◆ **What is needed**
Scan the listing for the word "repository", and copy out each line where it is found.
# # #
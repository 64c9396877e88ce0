use std::collections::BTreeMap;

use serde::{Deserialize, Serialize};

/// Aggregate view over the stored history, for the history screen's
/// header cards.
#[derive(Debug, Clone, Default, PartialEq, Serialize, Deserialize)]
pub struct HistoryStats {
    /// Number of stored records.
    pub total: usize,
    /// Disease name → occurrence count.
    pub diseases: BTreeMap<String, usize>,
    /// Mean confidence across all records, rounded to one decimal.
    /// 0 when the store is empty.
    pub avg_confidence: f64,
}
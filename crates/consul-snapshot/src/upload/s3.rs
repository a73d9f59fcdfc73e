use std::ffi::OsString;
use std::io::Write;
use std::path::{Path, PathBuf};
use std::process::Command;

use crate::error::{Error, Result};
use crate::process::run_command_capture;
use crate::target::ObjectStorageTarget;
use crate::upload::{ObjectStore, ObjectStoreFactory};

/// Object store backed by the `aws` CLI (`s3api put-object`).
#[derive(Debug, Clone)]
pub struct AwsCliObjectStore {
    aws_bin: PathBuf,
    region: Option<String>,
    endpoint_url: Option<String>,
    profile: Option<String>,
}

impl AwsCliObjectStore {
    pub fn new(aws_bin: impl Into<PathBuf>, target: &ObjectStorageTarget) -> Self {
        Self {
            aws_bin: aws_bin.into(),
            region: target.region.clone(),
            endpoint_url: target.endpoint_url.clone(),
            profile: target.profile.clone(),
        }
    }

    fn put_object_args(&self, bucket: &str, key: &str, body: &Path, sha256: &str) -> Vec<OsString> {
        let mut args = Vec::<OsString>::new();
        for (flag, value) in [
            ("--profile", self.profile.as_deref()),
            ("--region", self.region.as_deref()),
            ("--endpoint-url", self.endpoint_url.as_deref()),
        ] {
            if let Some(v) = value.map(str::trim).filter(|s| !s.is_empty()) {
                args.push(flag.into());
                args.push(v.into());
            }
        }
        args.extend(
            [
                "s3api",
                "put-object",
                "--bucket",
                bucket,
                "--key",
                key,
                "--body",
            ]
            .map(OsString::from),
        );
        args.push(body.as_os_str().to_os_string());
        args.push("--metadata".into());
        args.push(format!("sha256={sha256}").into());
        args
    }
}

impl ObjectStore for AwsCliObjectStore {
    fn put_object(&self, bucket: &str, key: &str, body: &[u8], sha256: &str) -> Result<()> {
        // The CLI reads the payload from disk; write a fresh copy per attempt.
        let mut staged = tempfile::Builder::new()
            .prefix("consul-snapshot-")
            .suffix(".snap")
            .tempfile()
            .map_err(|e| Error::msg(format!("failed to stage snapshot for upload: {e}")))?;
        staged
            .write_all(body)
            .and_then(|_| staged.flush())
            .map_err(|e| Error::msg(format!("failed to stage snapshot for upload: {e}")))?;

        let mut cmd = Command::new(&self.aws_bin);
        cmd.args(self.put_object_args(bucket, key, staged.path(), sha256))
            .env("AWS_PAGER", "");
        run_command_capture(cmd)
            .map_err(|e| Error::msg(format!("put-object s3://{bucket}/{key} failed: {e}")))
    }
}

#[derive(Debug, Clone)]
pub struct AwsCliFactory {
    pub aws_bin: PathBuf,
}

impl Default for AwsCliFactory {
    fn default() -> Self {
        Self {
            aws_bin: PathBuf::from("aws"),
        }
    }
}

impl ObjectStoreFactory for AwsCliFactory {
    fn object_store(&self, target: &ObjectStorageTarget) -> Result<Box<dyn ObjectStore>> {
        Ok(Box::new(AwsCliObjectStore::new(&self.aws_bin, target)))
    }
}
# # #
◆ **Solution to this task**
repository 64c9396877e88ce0
repository a73d9f59fcdfc73e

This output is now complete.